To do = Which lines below mention "tokio"? Pick each one out.

****************************************

// Copyright 2023-Present Datadog, Inc. https://www.datadoghq.com/
// SPDX-License-Identifier: Apache-2.0

//! High-water marks and seen ids per (kind, project), persisted between runs.
//!
//! On disk the state keeps the flat layout
//! `{"lastSeen":{kind:{project:iso}},"seenUpdated":{kind:{project:{id:iso}}}}`.

use std::collections::{BTreeMap, HashMap, VecDeque};
use std::fmt;
use std::path::{Path, PathBuf};

use chrono::{DateTime, Duration as ChronoDuration, Utc};
use serde::de::{MapAccess, Visitor};
use serde::ser::SerializeMap;
use serde::{Deserialize, Deserializer, Serialize, Serializer};

/// Ids remembered per (kind, project) before the oldest are evicted.
pub const SEEN_IDS_LIMIT: usize = 5000;
/// How many of the oldest ids are dropped once the limit is exceeded.
pub const SEEN_IDS_EVICTION: usize = 1000;

const OVERLAP: ChronoDuration = ChronoDuration::seconds(60);
const FIRST_POLL_LOOKBACK: ChronoDuration = ChronoDuration::hours(1);

#[derive(Debug, thiserror::Error)]
pub enum StateError {
    #[error("failed to access state file {path}: {source}")]
    Io {
        path: PathBuf,
        source: std::io::Error,
    },

    #[error("corrupt state file {path}: {source}")]
    Corrupt {
        path: PathBuf,
        source: serde_json::Error,
    },
}

/// Insertion ordered `id -> updated_at` map.
#[derive(Debug, Clone, Default, PartialEq)]
pub struct SeenIds {
    order: VecDeque<String>,
    updated: HashMap<String, DateTime<Utc>>,
}

impl SeenIds {
    pub fn len(&self) -> usize {
        self.order.len()
    }

    pub fn is_empty(&self) -> bool {
        self.order.is_empty()
    }

    pub fn get(&self, id: &str) -> Option<DateTime<Utc>> {
        self.updated.get(id).copied()
    }

    /// Records `updated` for `id` unless an equal or newer value is already known.
    pub fn accept(&mut self, id: &str, updated: DateTime<Utc>) -> bool {
        match self.updated.get_mut(id) {
            Some(previous) if *previous >= updated => return false,
            Some(previous) => *previous = updated,
            None => {
                self.updated.insert(id.to_string(), updated);
                self.order.push_back(id.to_string());
            }
        }
        if self.order.len() > SEEN_IDS_LIMIT {
            for evicted in self.order.drain(..SEEN_IDS_EVICTION) {
                self.updated.remove(&evicted);
            }
        }
        true
    }
}

impl Serialize for SeenIds {
    fn serialize<S: Serializer>(&self, serializer: S) -> Result<S::Ok, S::Error> {
        let mut map = serializer.serialize_map(Some(self.order.len()))?;
        for id in &self.order {
            if let Some(updated) = self.updated.get(id) {
                map.serialize_entry(id, updated)?;
            }
        }
        map.end()
    }
}

impl<'de> Deserialize<'de> for SeenIds {
    fn deserialize<D: Deserializer<'de>>(deserializer: D) -> Result<Self, D::Error> {
        struct SeenIdsVisitor;

        impl<'de> Visitor<'de> for SeenIdsVisitor {
            type Value = SeenIds;

            fn expecting(&self, f: &mut fmt::Formatter) -> fmt::Result {
                f.write_str("a map of id to timestamp")
            }

            fn visit_map<A: MapAccess<'de>>(self, mut access: A) -> Result<SeenIds, A::Error> {
                let mut seen = SeenIds::default();
                while let Some((id, updated)) = access.next_entry::<String, DateTime<Utc>>()? {
                    seen.accept(&id, updated);
                }
                Ok(seen)
            }
        }

        deserializer.deserialize_map(SeenIdsVisitor)
    }
}

/// State of one kind for one project.
#[derive(Debug, Clone, Default, PartialEq)]
pub struct KindState {
    pub last_seen: Option<DateTime<Utc>>,
    pub seen: SeenIds,
}

impl KindState {
    /// Lower bound for the next fetch: the watermark (or an hour ago on the
    /// first poll) minus a one minute overlap.
    pub fn since(&self, now: DateTime<Utc>) -> DateTime<Utc> {
        self.last_seen.unwrap_or(now - FIRST_POLL_LOOKBACK) - OVERLAP
    }

    /// Moves the watermark forward; an older timestamp is ignored.
    pub fn advance(&mut self, newest: DateTime<Utc>) {
        if self.last_seen.map_or(true, |last| newest > last) {
            self.last_seen = Some(newest);
        }
    }
}

#[derive(Debug, Clone, Default, PartialEq)]
pub struct ProjectState {
    pub pipelines: KindState,
    pub jobs: KindState,
    pub mrs: KindState,
    pub deployments: KindState,
}

impl ProjectState {
    fn kinds(&self) -> [(&'static str, &KindState); 4] {
        [
            ("pipelines", &self.pipelines),
            ("jobs", &self.jobs),
            ("mrs", &self.mrs),
            ("deployments", &self.deployments),
        ]
    }

    fn kind_mut(&mut self, kind: &str) -> Option<&mut KindState> {
        match kind {
            "pipelines" => Some(&mut self.pipelines),
            "jobs" => Some(&mut self.jobs),
            "mrs" => Some(&mut self.mrs),
            "deployments" => Some(&mut self.deployments),
            _ => None,
        }
    }
}

#[derive(Debug, Default, Serialize, Deserialize)]
#[serde(rename_all = "camelCase")]
struct Snapshot {
    #[serde(default)]
    last_seen: BTreeMap<String, BTreeMap<String, DateTime<Utc>>>,
    #[serde(default)]
    seen_updated: BTreeMap<String, BTreeMap<String, SeenIds>>,
}

#[derive(Debug, Clone, Default, PartialEq)]
pub struct CollectorState {
    projects: BTreeMap<String, ProjectState>,
}

impl CollectorState {
    pub fn project(&self, project: &str) -> Option<&ProjectState> {
        self.projects.get(project)
    }

    pub fn project_mut(&mut self, project: &str) -> &mut ProjectState {
        self.projects.entry(project.to_string()).or_default()
    }

    /// A missing file yields an empty state.
    pub async fn load(path: &Path) -> Result<Self, StateError> {
        let contents = match tokio::fs::read_to_string(path).await {
            Ok(contents) => contents,
            Err(e) if e.kind() == std::io::ErrorKind::NotFound => return Ok(Self::default()),
            Err(source) => {
                return Err(StateError::Io {
                    path: path.to_path_buf(),
                    source,
                })
            }
        };
        Self::from_json(&contents).map_err(|source| StateError::Corrupt {
            path: path.to_path_buf(),
            source,
        })
    }

    /// Writes next to `path` first and renames, so a crash never leaves half a file.
    pub async fn save(&self, path: &Path) -> Result<(), StateError> {
        let io_err = |source| StateError::Io {
            path: path.to_path_buf(),
            source,
        };
        let contents = self.to_json().map_err(|source| StateError::Corrupt {
            path: path.to_path_buf(),
            source,
        })?;
        let mut tmp = path.as_os_str().to_owned();
        tmp.push(".tmp");
        let tmp = PathBuf::from(tmp);
        tokio::fs::write(&tmp, contents).await.map_err(io_err)?;
        tokio::fs::rename(&tmp, path).await.map_err(io_err)
    }

    pub fn to_json(&self) -> Result<String, serde_json::Error> {
        let mut snapshot = Snapshot::default();
        for (project, state) in &self.projects {
            for (kind, kind_state) in state.kinds() {
                if let Some(last_seen) = kind_state.last_seen {
                    snapshot
                        .last_seen
                        .entry(kind.to_string())
                        .or_default()
                        .insert(project.clone(), last_seen);
                }
                if !kind_state.seen.is_empty() {
                    snapshot
                        .seen_updated
                        .entry(kind.to_string())
                        .or_default()
                        .insert(project.clone(), kind_state.seen.clone());
                }
            }
        }
        serde_json::to_string(&snapshot)
    }

    pub fn from_json(contents: &str) -> Result<Self, serde_json::Error> {
        let snapshot: Snapshot = serde_json::from_str(contents)?;
        let mut state = Self::default();
        for (kind, projects) in snapshot.last_seen {
            for (project, last_seen) in projects {
                if let Some(kind_state) = state.project_mut(&project).kind_mut(&kind) {
                    kind_state.last_seen = Some(last_seen);
                }
            }
        }
        for (kind, projects) in snapshot.seen_updated {
            for (project, seen) in projects {
                if let Some(kind_state) = state.project_mut(&project).kind_mut(&kind) {
                    kind_state.seen = seen;
                }
            }
        }
        Ok(state)
    }
}

#[cfg(test)]
mod tests {
    use super::*;
    use chrono::TimeZone;

    fn at(secs: i64) -> DateTime<Utc> {
        Utc.timestamp_opt(1_700_000_000 + secs, 0).unwrap()
    }

    #[test]
    fn accepts_only_strictly_newer_updates() {
        let mut seen = SeenIds::default();
        assert!(seen.accept("1", at(10)));
        assert!(!seen.accept("1", at(10)));
        assert!(!seen.accept("1", at(5)));
        assert!(seen.accept("1", at(11)));
        assert_eq!(seen.get("1"), Some(at(11)));
        assert_eq!(seen.len(), 1);
    }

    #[test]
    fn evicts_oldest_inserted_ids_past_the_limit() {
        let mut seen = SeenIds::default();
        for i in 0..=SEEN_IDS_LIMIT {
            seen.accept(&i.to_string(), at(i as i64));
        }
        assert_eq!(seen.len(), SEEN_IDS_LIMIT + 1 - SEEN_IDS_EVICTION);
        assert_eq!(seen.get("0"), None);
        assert_eq!(seen.get("999"), None);
        assert!(seen.get("1000").is_some());
        assert!(seen.get(&SEEN_IDS_LIMIT.to_string()).is_some());
    }

    #[test]
    fn since_uses_overlap_and_first_poll_lookback() {
        let now = at(10_000);
        let mut state = KindState::default();
        assert_eq!(state.since(now), now - ChronoDuration::seconds(3660));
        state.advance(at(500));
        assert_eq!(state.since(now), at(440));
    }

    #[test]
    fn watermark_never_moves_backwards() {
        let mut state = KindState::default();
        state.advance(at(100));
        state.advance(at(50));
        assert_eq!(state.last_seen, Some(at(100)));
        state.advance(at(150));
        assert_eq!(state.last_seen, Some(at(150)));
    }

    #[test]
    fn json_layout_round_trips() {
        let mut state = CollectorState::default();
        let project = state.project_mut("42");
        project.pipelines.advance(at(10));
        project.pipelines.seen.accept("7", at(10));
        project.mrs.seen.accept("3", at(4));

        let json = state.to_json().unwrap();
        let value: serde_json::Value = serde_json::from_str(&json).unwrap();
        assert_eq!(
            value["lastSeen"]["pipelines"]["42"],
            "2023-11-14T22:13:30Z"
        );
        assert!(value["seenUpdated"]["mrs"]["42"]["3"].is_string());

        assert_eq!(CollectorState::from_json(&json).unwrap(), state);
    }

    #[test]
    fn reads_millisecond_timestamps() {
        let state = CollectorState::from_json(
            r#"{"lastSeen":{"jobs":{"group/app":"2024-05-01T10:00:00.000Z"}},
                "seenUpdated":{"jobs":{"group/app":{"9":"2024-05-01T09:59:00.000Z"}},"unknown":{}}}"#,
        )
        .unwrap();
        let project = state.project("group/app").unwrap();
        assert_eq!(
            project.jobs.last_seen.unwrap().to_rfc3339(),
            "2024-05-01T10:00:00+00:00"
        );
        assert_eq!(project.jobs.seen.len(), 1);
    }

    #[tokio::test]
    async fn save_and_load() {
        let dir = tempfile::tempdir().unwrap();
        let path = dir.path().join("gitlab-state.json");
        assert_eq!(
            CollectorState::load(&path).await.unwrap(),
            CollectorState::default()
        );

        let mut state = CollectorState::default();
        state.project_mut("1").deployments.advance(at(1));
        state.save(&path).await.unwrap();
        assert_eq!(CollectorState::load(&path).await.unwrap(), state);

        tokio::fs::write(&path, "{broken").await.unwrap();
        assert!(matches!(
            CollectorState::load(&path).await,
            Err(StateError::Corrupt { .. })
        ));
    }
}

****************************************

Result =
        let contents = match tokio::fs::read_to_string(path).await {
        tokio::fs::write(&tmp, contents).await.map_err(io_err)?;
        tokio::fs::rename(&tmp, path).await.map_err(io_err)
    #[tokio::test]
        tokio::fs::write(&path, "{broken").await.unwrap();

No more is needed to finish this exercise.